## ABOUT THIS TASK
From the data, copy out every line in which the word "UnknownActor" appears.

Stored dataset items

========

//! Ping/pong demonstration node
//!
//! A pinger and a ponger actor exchange a handshake and then a fixed number
//! of pings through the actor dispatcher, either on the in-memory network,
//! on two loopback UDP sockets, or across two processes.

pub mod roles;
pub mod session;

pub use roles::PingReport;
pub use session::{run_in_memory, run_udp_local, run_udp_role};
//! # Weft Action Catalog
//!
//! Closed set of typed actions exchanged between peers, the shared message
//! header they all start with, and the catalog that maps a header's
//! `action_kind` back to a concrete type.
//!
//! ## Quick Start
//!
//! ```rust
//! use types::{Action, Catalog, Ping};
//!
//! let catalog = Catalog::default();
//! let bytes = catalog.encode(&Ping::new(1, 1_700_000_000_000).into()).unwrap();
//!
//! let action = catalog.decode(&bytes).unwrap();
//! assert!(matches!(action, Action::Ping(_)));
//! ```
//!
//! ## Integration Points
//!
//! - **Codec**: every action implements `codec::Wire`; encoding seals an
//!   FNV-1a hash of the payload into the header
//! - **Actor Dispatcher**: peeks `action_kind` to route datagrams, then uses
//!   [`Catalog::dispatch_by_value`] / [`Catalog::dispatch_by_ref`]

pub mod actions;
pub mod catalog;
pub mod error;
pub mod header;

pub use actions::{
    decode_action, encode_action, Action, ActionBody, HandshakeRequest, Ping, TransferCorrupted,
    TransferOk,
};
pub use catalog::{Catalog, CatalogEntry};
pub use error::{CatalogError, CatalogResult};
pub use header::{next_message_id, ActionKind, MessageHeader};
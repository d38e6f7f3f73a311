//! Network Infrastructure
//!
//! Datagram transports the actor dispatcher drains. Every transport is
//! non-blocking: `try_receive` returns `Ok(None)` when nothing is queued, and
//! `send` is best-effort, matching unreliable, unordered delivery.
//!
//! - [`UdpTransport`]: tokio `UdpSocket`
//! - [`MemoryNetwork`]: in-process fabric with synthetic loopback addresses

pub mod error;
pub mod transports;

pub use error::{Result, TransportError};
pub use transports::{
    MemoryNetwork, MemoryTransport, Transport, UdpConfig, UdpStats, UdpTransport,
    MAX_UDP_PAYLOAD,
};
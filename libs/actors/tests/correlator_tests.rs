//! Correlator delivery, re-entrancy and cancellation behaviour

use actors::{Correlator, TaskObservers, TaskStatus};
use futures::future::{select, Either};
use proptest::prelude::*;
use std::cell::{Cell, RefCell};
use std::rc::Rc;

struct DropCounter(Rc<Cell<usize>>);

impl Drop for DropCounter {
    fn drop(&mut self) {
        self.0.set(self.0.get() + 1);
    }
}

proptest! {
    /// N waits on one key, M of them with predicates that reject the value:
    /// exactly N - M resume and M stay pending
    #[test]
    fn rejecting_predicates_stay_pending(rejects in prop::collection::vec(any::<bool>(), 1..24)) {
        let correlator: Correlator<u32, u32> = Correlator::new();
        let resumed = Rc::new(Cell::new(0usize));

        let handles: Vec<_> = rejects
            .iter()
            .map(|&reject| {
                let resumed = Rc::clone(&resumed);
                correlator.spawn(
                    move |waiter| async move {
                        let value = waiter.wait_until(1, move |v: &u32| !reject || *v != 5).await;
                        resumed.set(resumed.get() + 1);
                        anyhow::Ok(value)
                    },
                    TaskObservers::new(),
                )
            })
            .collect();

        let rejecting = rejects.iter().filter(|&&r| r).count();
        let accepted = correlator.deliver(&1, 5);

        prop_assert_eq!(accepted, rejects.len() - rejecting);
        prop_assert_eq!(resumed.get(), rejects.len() - rejecting);
        prop_assert_eq!(correlator.pending_waits(&1), rejecting);
        for (handle, reject) in handles.iter().zip(&rejects) {
            let expected = if *reject { TaskStatus::Suspended } else { TaskStatus::Completed };
            prop_assert_eq!(handle.status(), expected);
        }
    }
}

#[test]
fn test_broadcast_in_registration_order() {
    let correlator: Correlator<&'static str, u64> = Correlator::new();
    let order = Rc::new(RefCell::new(Vec::new()));

    let _handles: Vec<_> = (0..3)
        .map(|n| {
            let order = Rc::clone(&order);
            correlator.spawn(
                move |waiter| async move {
                    let value = waiter.wait("tx").await;
                    order.borrow_mut().push((n, value));
                    anyhow::Ok(())
                },
                TaskObservers::new(),
            )
        })
        .collect();

    assert_eq!(correlator.deliver(&"tx", 9), 3);
    assert_eq!(*order.borrow(), vec![(0, 9), (1, 9), (2, 9)]);
    assert_eq!(correlator.live_tasks(), 0);
}

#[test]
fn test_reentrant_wait_on_same_key_is_not_resumed_twice() {
    let correlator: Correlator<u8, u32> = Correlator::new();
    let seen = Rc::new(RefCell::new(Vec::new()));

    let handle = correlator.spawn(
        {
            let seen = Rc::clone(&seen);
            move |waiter| async move {
                loop {
                    let value = waiter.wait(0).await;
                    seen.borrow_mut().push(value);
                    if value == 3 {
                        return anyhow::Ok(());
                    }
                }
            }
        },
        TaskObservers::new(),
    );

    assert_eq!(correlator.deliver(&0, 1), 1);
    assert_eq!(*seen.borrow(), vec![1]);
    assert_eq!(correlator.pending_waits(&0), 1);

    assert_eq!(correlator.deliver(&0, 2), 1);
    assert_eq!(correlator.deliver(&0, 3), 1);
    assert_eq!(*seen.borrow(), vec![1, 2, 3]);
    assert_eq!(handle.status(), TaskStatus::Completed);
}

#[test]
fn test_resumed_task_can_deliver_to_others() {
    let correlator: Correlator<&'static str, u32> = Correlator::new();
    let chain = Rc::new(RefCell::new(Vec::new()));

    let second = correlator.spawn(
        {
            let chain = Rc::clone(&chain);
            move |waiter| async move {
                let v = waiter.wait("second").await;
                chain.borrow_mut().push(("second", v));
                anyhow::Ok(())
            }
        },
        TaskObservers::new(),
    );
    let first = correlator.spawn(
        {
            let chain = Rc::clone(&chain);
            move |waiter| async move {
                let v = waiter.wait("first").await;
                chain.borrow_mut().push(("first", v));
                waiter.deliver(&"second", v * 10);
                chain.borrow_mut().push(("first-after", v));
                anyhow::Ok(())
            }
        },
        TaskObservers::new(),
    );

    correlator.deliver(&"first", 4);
    assert_eq!(
        *chain.borrow(),
        vec![("first", 4), ("second", 40), ("first-after", 4)]
    );
    assert!(first.is_finished() && second.is_finished());
}

#[test]
fn test_cancel_runs_no_more_code_and_drops_once() {
    let correlator: Correlator<u32, ()> = Correlator::new();
    let drops = Rc::new(Cell::new(0));
    let after_wait = Rc::new(Cell::new(false));

    let handle = correlator.spawn(
        {
            let (drops, after_wait) = (Rc::clone(&drops), Rc::clone(&after_wait));
            move |waiter| async move {
                let _resource = DropCounter(drops);
                waiter.wait(1).await;
                after_wait.set(true);
                anyhow::Ok(())
            }
        },
        TaskObservers::new(),
    );

    handle.cancel();
    assert_eq!(handle.status(), TaskStatus::Cancelled);
    assert_eq!(drops.get(), 1);
    assert_eq!(correlator.pending_total(), 0);
    assert_eq!(correlator.deliver(&1, ()), 0);
    assert!(!after_wait.get());

    drop(handle);
    drop(correlator);
    assert_eq!(drops.get(), 1);
}

#[test]
fn test_dropping_correlator_destroys_suspended_tasks() {
    let drops = Rc::new(Cell::new(0));
    let correlator: Correlator<u32, u32> = Correlator::new();
    for key in 0..4 {
        let drops = Rc::clone(&drops);
        correlator.spawn_detached(
            move |waiter| async move {
                let _resource = DropCounter(drops);
                waiter.wait(key).await;
                anyhow::Ok(())
            },
            TaskObservers::new(),
        );
    }
    assert_eq!(correlator.live_tasks(), 4);
    assert_eq!(correlator.pending_total(), 4);

    drop(correlator);
    assert_eq!(drops.get(), 4);
}

#[test]
fn test_observers_see_outcomes() {
    let correlator: Correlator<u8, i32> = Correlator::new();
    let completed = Rc::new(Cell::new(None));
    let faulted = Rc::new(RefCell::new(None));

    let ok = correlator.spawn(
        |waiter| async move { anyhow::Ok(waiter.wait(1).await * 2) },
        TaskObservers::new().on_complete({
            let completed = Rc::clone(&completed);
            move |value: &i32| completed.set(Some(*value))
        }),
    );
    let bad = correlator.spawn(
        |waiter| async move {
            let value = waiter.wait(2).await;
            anyhow::ensure!(value >= 0, "negative reading {value}");
            Ok(value)
        },
        TaskObservers::new().on_fault({
            let faulted = Rc::clone(&faulted);
            move |fault| *faulted.borrow_mut() = Some(fault.error().to_string())
        }),
    );

    correlator.deliver(&1, 21);
    correlator.deliver(&2, -1);

    assert_eq!(completed.get(), Some(42));
    assert_eq!(ok.take_result(), Some(42));
    assert_eq!(faulted.borrow().as_deref(), Some("negative reading -1"));
    assert_eq!(bad.status(), TaskStatus::Faulted);
    assert_eq!(correlator.unobserved_faults(), 0);
}

#[test]
fn test_unobserved_fault_is_counted() {
    let correlator: Correlator<u8, u8> = Correlator::new();
    let handle = correlator.spawn(
        |waiter| async move {
            waiter.wait(0).await;
            anyhow::bail!("no observer")
        },
        TaskObservers::<()>::new(),
    );
    correlator.deliver(&0, 0);
    assert_eq!(correlator.unobserved_faults(), 1);
    assert_eq!(
        handle.take_fault().map(|f| f.error().to_string()).as_deref(),
        Some("no observer")
    );
}

/// A reply races a separately delivered timeout through the same primitive
#[test]
fn test_reply_races_timeout() {
    #[derive(Clone, Debug, PartialEq)]
    enum Event {
        Reply(u32),
        Timeout,
    }

    let correlator: Correlator<u64, Event> = Correlator::new();
    let spawn_request = |tx: u64| {
        correlator.spawn(
            move |waiter| async move {
                let reply = waiter.wait_until(tx, |e| matches!(e, Event::Reply(_)));
                let timeout = waiter.wait_until(tx, |e| *e == Event::Timeout);
                let outcome = match select(reply, timeout).await {
                    Either::Left((event, _)) => event,
                    Either::Right((event, _)) => event,
                };
                anyhow::Ok(outcome)
            },
            TaskObservers::new(),
        )
    };

    let answered = spawn_request(1);
    let timed_out = spawn_request(2);
    assert_eq!(correlator.pending_total(), 4);

    correlator.deliver(&1, Event::Reply(7));
    correlator.deliver(&2, Event::Timeout);
    // Late events find nobody waiting
    assert_eq!(correlator.deliver(&1, Event::Timeout), 0);

    assert_eq!(answered.take_result(), Some(Event::Reply(7)));
    assert_eq!(timed_out.take_result(), Some(Event::Timeout));
    assert_eq!(correlator.pending_total(), 0);
}
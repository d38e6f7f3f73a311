//! Dispatcher errors

use network::TransportError;
use std::net::SocketAddr;
use thiserror::Error;
use types::CatalogError;

#[derive(Debug, Error)]
pub enum DispatchError {
    /// Datagram names an action kind outside the catalog
    #[error("Unknown action kind {kind} from {sender}")]
    UnknownAction { kind: u32, sender: SocketAddr },

    #[error("No actor named '{name}'")]
    UnknownActor { name: String },

    #[error("Actor '{name}' is already registered")]
    DuplicateActor { name: String },

    #[error("Transport error: {0}")]
    Transport(#[from] TransportError),

    #[error("Catalog error: {0}")]
    Catalog(#[from] CatalogError),
}

impl DispatchError {
    pub fn unknown_actor(name: impl Into<String>) -> Self {
        Self::UnknownActor { name: name.into() }
    }

    pub fn duplicate_actor(name: impl Into<String>) -> Self {
        Self::DuplicateActor { name: name.into() }
    }
}

pub type Result<T> = std::result::Result<T, DispatchError>;
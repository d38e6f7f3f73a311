//! # Actor Dispatcher
//!
//! Routes inbound datagrams to actors written as straight-line async
//! computations. Each actor suspends in [`ActorContext::recv`], publishing a
//! [`Restrictor`]; the dispatcher peeks at each datagram's action kind and
//! sender, offers it to the actors whose restrictor matches, and resumes them
//! synchronously.
//!
//! ```text
//! transport.try_receive() ─► peek kind ─► unknown? ─► Escalate | DropAndLog
//!                                │
//!                                ▼
//!                  decode once ─► malformed? ─► Dropped
//!                                │
//!             actors in registration order ─► restrictor.accepts(sender, kind)?
//!                                │                          │
//!                             matched                 none: unmatched handler
//!                                │
//!            earlier actors borrow, last one takes ownership ─► resume actor task
//! ```
//!
//! Actors run as tasks of an event [`Correlator`] owned by the dispatcher, so
//! besides their mailbox they can wait on application events keyed by `K`
//! carrying a `V`. [`Dispatcher::deliver`] resumes those waits; a timeout is
//! just such an event raced against a `recv`.

use crate::context::{ActorContext, Inbound, Mailbox};
use crate::correlator::Correlator;
use crate::error::{DispatchError, Result};
use crate::restrictor::Restrictor;
use crate::task::{TaskHandle, TaskObservers};
use network::Transport;
use serde::{Deserialize, Serialize};
use std::future::Future;
use std::hash::Hash;
use std::net::SocketAddr;
use std::rc::Rc;
use tracing::{debug, info, warn};
use types::{Action, ActionKind, Catalog};

/// How many matching actors receive one datagram
#[derive(Debug, Clone, Copy, PartialEq, Eq, Default, Serialize, Deserialize)]
#[serde(rename_all = "snake_case")]
pub enum RoutePolicy {
    /// Every actor whose restrictor matches
    #[default]
    Broadcast,
    /// Only the earliest-registered matching actor
    FirstMatch,
}

/// What to do with a datagram whose action kind is not in the catalog
#[derive(Debug, Clone, Copy, PartialEq, Eq, Default, Serialize, Deserialize)]
#[serde(rename_all = "snake_case")]
pub enum UnknownActionPolicy {
    /// Stop the batch and return `DispatchError::UnknownAction`
    #[default]
    Escalate,
    DropAndLog,
}

#[derive(Debug, Clone, Copy, PartialEq, Eq)]
pub struct DispatchOptions {
    pub route_policy: RoutePolicy,
    pub unknown_action: UnknownActionPolicy,
    /// Upper bound on datagrams drained by one `poll_and_route`
    pub max_batch: usize,
}

impl Default for DispatchOptions {
    fn default() -> Self {
        Self {
            route_policy: RoutePolicy::Broadcast,
            unknown_action: UnknownActionPolicy::Escalate,
            max_batch: 64,
        }
    }
}

/// Fate of one routed datagram
#[derive(Debug, Clone, Copy, PartialEq, Eq)]
pub enum RouteOutcome {
    /// Handed to this many actors
    Delivered(usize),
    /// Well-formed, but no actor was willing to take it
    Unmatched,
    /// Malformed or failed its integrity check
    Dropped,
    /// Unknown action kind, dropped under `DropAndLog`
    Unknown,
}

/// Tally of one `poll_and_route` call
#[derive(Debug, Clone, Copy, Default, PartialEq, Eq)]
pub struct PollSummary {
    pub received: usize,
    pub delivered: usize,
    pub unmatched: usize,
    pub dropped: usize,
    pub unknown: usize,
}

/// Lifetime counters
#[derive(Debug, Clone, Copy, Default, PartialEq, Eq)]
pub struct DispatchStats {
    pub received: u64,
    pub delivered: u64,
    pub unmatched: u64,
    pub dropped: u64,
    pub unknown: u64,
}

struct ActorEntry {
    name: Rc<str>,
    mailbox: Rc<Mailbox>,
    task: TaskHandle<()>,
}

/// Registry of actors sharing one transport
///
/// `K` and `V` type the application events actors can wait for.
pub struct Dispatcher<T: Transport + 'static, K = u64, V = ()> {
    transport: Rc<T>,
    catalog: Catalog,
    options: DispatchOptions,
    actors: Vec<ActorEntry>,
    stats: DispatchStats,
    // Declared last: actors' handles cancel into its arena while the
    // registry drops
    events: Correlator<K, V>,
}

impl<T: Transport + 'static> Dispatcher<T> {
    /// Dispatcher whose actors wait on `u64` keyed signals
    pub fn new(transport: T, catalog: Catalog, options: DispatchOptions) -> Self {
        Self::with_events(transport, catalog, options)
    }

    pub fn with_defaults(transport: T) -> Self {
        Self::new(transport, Catalog::default(), DispatchOptions::default())
    }
}

impl<T, K, V> Dispatcher<T, K, V>
where
    T: Transport + 'static,
    K: Eq + Hash + Clone + 'static,
    V: Clone + 'static,
{
    /// Dispatcher with application events of any key and value type
    pub fn with_events(transport: T, catalog: Catalog, options: DispatchOptions) -> Self {
        Self {
            transport: Rc::new(transport),
            catalog,
            options,
            actors: Vec::new(),
            stats: DispatchStats::default(),
            events: Correlator::new(),
        }
    }

    pub fn transport(&self) -> &Rc<T> {
        &self.transport
    }

    pub fn catalog(&self) -> Catalog {
        self.catalog
    }

    pub fn options(&self) -> DispatchOptions {
        self.options
    }

    pub fn stats(&self) -> DispatchStats {
        self.stats
    }

    /// Faults from actors registered without a fault observer
    pub fn unobserved_faults(&self) -> usize {
        self.events.unobserved_faults()
    }

    /// Resume every actor waiting on `key` for an event `value` satisfies
    ///
    /// Returns the number of waits resumed. Actors that finish as a result
    /// leave the registry.
    pub fn deliver(&mut self, key: &K, value: V) -> usize {
        let resumed = self.events.deliver(key, value);
        self.reap_finished();
        resumed
    }

    /// Actor waits parked under `key`
    pub fn pending_events(&self, key: &K) -> usize {
        self.events.pending_waits(key)
    }

    /// Start an actor and run it to its first suspension
    pub fn register<F, Fut>(&mut self, name: impl Into<String>, entry: F) -> Result<()>
    where
        F: FnOnce(ActorContext<K, V>) -> Fut,
        Fut: Future<Output = anyhow::Result<()>> + 'static,
    {
        self.register_with(name, entry, TaskObservers::new())
    }

    pub fn register_with<F, Fut>(
        &mut self,
        name: impl Into<String>,
        entry: F,
        observers: TaskObservers<()>,
    ) -> Result<()>
    where
        F: FnOnce(ActorContext<K, V>) -> Fut,
        Fut: Future<Output = anyhow::Result<()>> + 'static,
    {
        let name: Rc<str> = Rc::from(name.into());
        if self.contains(&name) {
            return Err(DispatchError::duplicate_actor(&*name));
        }

        let mailbox = Rc::new(Mailbox::default());
        let transport: Rc<dyn Transport> = self.transport.clone();
        let (actor, inbox, catalog) = (Rc::clone(&name), Rc::clone(&mailbox), self.catalog);
        let task = self.events.spawn(
            move |events| entry(ActorContext::new(actor, inbox, transport, catalog, events)),
            observers,
        );

        if task.is_finished() {
            info!("Actor {} finished during registration ({:?})", name, task.status());
            return Ok(());
        }
        info!(actor = %name, restrictor = %mailbox.restrictor(), "Registered actor");
        self.actors.push(ActorEntry {
            name,
            mailbox,
            task,
        });
        Ok(())
    }

    /// Destroy an actor without running any more of it
    pub fn remove(&mut self, name: &str) -> bool {
        match self.actors.iter().position(|actor| &*actor.name == name) {
            Some(index) => {
                let entry = self.actors.remove(index);
                info!("Removed actor {}", entry.name);
                drop(entry);
                true
            }
            None => false,
        }
    }

    pub fn contains(&self, name: &str) -> bool {
        self.actors.iter().any(|actor| &*actor.name == name)
    }

    /// Registered actor names in registration order
    pub fn actor_names(&self) -> Vec<String> {
        self.actors.iter().map(|actor| actor.name.to_string()).collect()
    }

    pub fn len(&self) -> usize {
        self.actors.len()
    }

    pub fn is_empty(&self) -> bool {
        self.actors.is_empty()
    }

    /// Restrictor `name` currently publishes
    pub fn restrictor(&self, name: &str) -> Option<Restrictor> {
        self.actors
            .iter()
            .find(|actor| &*actor.name == name)
            .map(|actor| actor.mailbox.restrictor())
    }

    /// Offer one datagram to one actor
    ///
    /// Returns `Ok(false)` without consuming anything when the actor's
    /// restrictor does not match.
    pub fn try_accept(&mut self, name: &str, sender: SocketAddr, bytes: &[u8]) -> Result<bool> {
        let index = self
            .actors
            .iter()
            .position(|actor| &*actor.name == name)
            .ok_or_else(|| DispatchError::unknown_actor(name))?;

        let kind = self.known_kind(sender, bytes)?;
        if !self.actors[index].mailbox.accepts(sender, kind) {
            return Ok(false);
        }

        let catalog = self.catalog;
        let inbound = catalog.dispatch_by_value(sender, bytes, |sender, action| Inbound {
            sender,
            action,
        })?;
        self.hand_over(index, inbound);
        self.reap_finished();
        Ok(true)
    }

    /// Offer one datagram to every registered actor
    pub fn route(&mut self, sender: SocketAddr, bytes: &[u8]) -> Result<RouteOutcome> {
        self.stats.received += 1;

        let kind = match self.known_kind(sender, bytes) {
            Ok(kind) => kind,
            Err(DispatchError::UnknownAction { kind, sender }) => {
                self.stats.unknown += 1;
                match self.options.unknown_action {
                    UnknownActionPolicy::Escalate => {
                        return Err(DispatchError::UnknownAction { kind, sender })
                    }
                    UnknownActionPolicy::DropAndLog => {
                        warn!(%sender, kind, "Dropping datagram with unknown action kind");
                        return Ok(RouteOutcome::Unknown);
                    }
                }
            }
            Err(err) => {
                self.stats.dropped += 1;
                warn!(%sender, len = bytes.len(), error = %err, "Dropping malformed datagram");
                return Ok(RouteOutcome::Dropped);
            }
        };

        // Decoded before matching so only well-formed datagrams count as
        // unmatched
        let action = match self.catalog.decode(bytes) {
            Ok(action) => action,
            Err(err) => {
                self.stats.dropped += 1;
                warn!(%sender, %kind, error = %err, "Dropping datagram that failed to decode");
                return Ok(RouteOutcome::Dropped);
            }
        };

        let mut targets = self
            .actors
            .iter()
            .enumerate()
            .filter(|(_, actor)| actor.mailbox.accepts(sender, kind))
            .map(|(index, _)| index);
        let targets: Vec<usize> = match self.options.route_policy {
            RoutePolicy::Broadcast => targets.collect(),
            RoutePolicy::FirstMatch => targets.next().into_iter().collect(),
        };

        if targets.is_empty() {
            self.stats.unmatched += 1;
            debug!(%sender, %action, "No actor accepts datagram");
            return Ok(RouteOutcome::Unmatched);
        }

        let delivered = self.deliver_all(sender, action, &targets);
        self.stats.delivered += delivered as u64;
        self.reap_finished();
        Ok(RouteOutcome::Delivered(delivered))
    }

    /// Drain up to `max_batch` datagrams from the transport and route each
    ///
    /// `unmatched` sees every well-formed datagram no actor accepted. An
    /// escalated unknown action ends the batch; datagrams behind it stay
    /// queued.
    pub fn poll_and_route(
        &mut self,
        mut unmatched: impl FnMut(SocketAddr, &[u8]),
    ) -> Result<PollSummary> {
        let mut summary = PollSummary::default();
        while summary.received < self.options.max_batch {
            let Some((sender, bytes)) = self.transport.try_receive()? else {
                break;
            };
            summary.received += 1;
            match self.route(sender, &bytes)? {
                RouteOutcome::Delivered(count) => summary.delivered += count,
                RouteOutcome::Unmatched => {
                    summary.unmatched += 1;
                    unmatched(sender, &bytes);
                }
                RouteOutcome::Dropped => summary.dropped += 1,
                RouteOutcome::Unknown => summary.unknown += 1,
            }
        }
        Ok(summary)
    }

    fn known_kind(&self, sender: SocketAddr, bytes: &[u8]) -> Result<ActionKind> {
        let raw = self.catalog.peek_kind(bytes)?;
        ActionKind::try_from(raw).map_err(|_| DispatchError::UnknownAction { kind: raw, sender })
    }

    fn deliver_all(&mut self, sender: SocketAddr, action: Action, targets: &[usize]) -> usize {
        let kind = action.kind();
        let catalog = self.catalog;
        let mut owned = Some(action);
        let mut delivered = 0;

        for (position, &index) in targets.iter().enumerate() {
            // Resuming earlier actors cannot touch this mailbox, but a task
            // may have finished or been cancelled meanwhile
            if !self.actors[index].mailbox.accepts(sender, kind) {
                continue;
            }
            let inbound = if position + 1 == targets.len() {
                match owned.take() {
                    Some(action) => Inbound { sender, action },
                    None => continue,
                }
            } else {
                let Some(action) = owned.as_ref() else {
                    continue;
                };
                catalog.dispatch_by_ref(sender, action, |sender, action| Inbound {
                    sender,
                    action: action.clone(),
                })
            };
            self.hand_over(index, inbound);
            delivered += 1;
        }
        delivered
    }

    fn hand_over(&mut self, index: usize, inbound: Inbound) {
        let actor = &self.actors[index];
        debug!(actor = %actor.name, sender = %inbound.sender, action = %inbound.action, "Delivering");
        actor.mailbox.put(inbound);
        let task = actor.task.id();
        self.events.scheduler().resume(task);
    }

    fn reap_finished(&mut self) {
        self.actors.retain(|actor| {
            if actor.task.is_finished() {
                info!("Actor {} finished ({:?})", actor.name, actor.task.status());
                false
            } else {
                true
            }
        });
    }
}

impl<T, K, V> std::fmt::Debug for Dispatcher<T, K, V>
where
    T: Transport + 'static,
    K: Eq + Hash + Clone + 'static,
    V: Clone + 'static,
{
    fn fmt(&self, f: &mut std::fmt::Formatter<'_>) -> std::fmt::Result {
        f.debug_struct("Dispatcher")
            .field("actors", &self.actor_names())
            .field("options", &self.options)
            .field("stats", &self.stats)
            .finish_non_exhaustive()
    }
}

========

## RESULT OF THE TASK
    UnknownActor { name: String },
        Self::UnknownActor { name: name.into() }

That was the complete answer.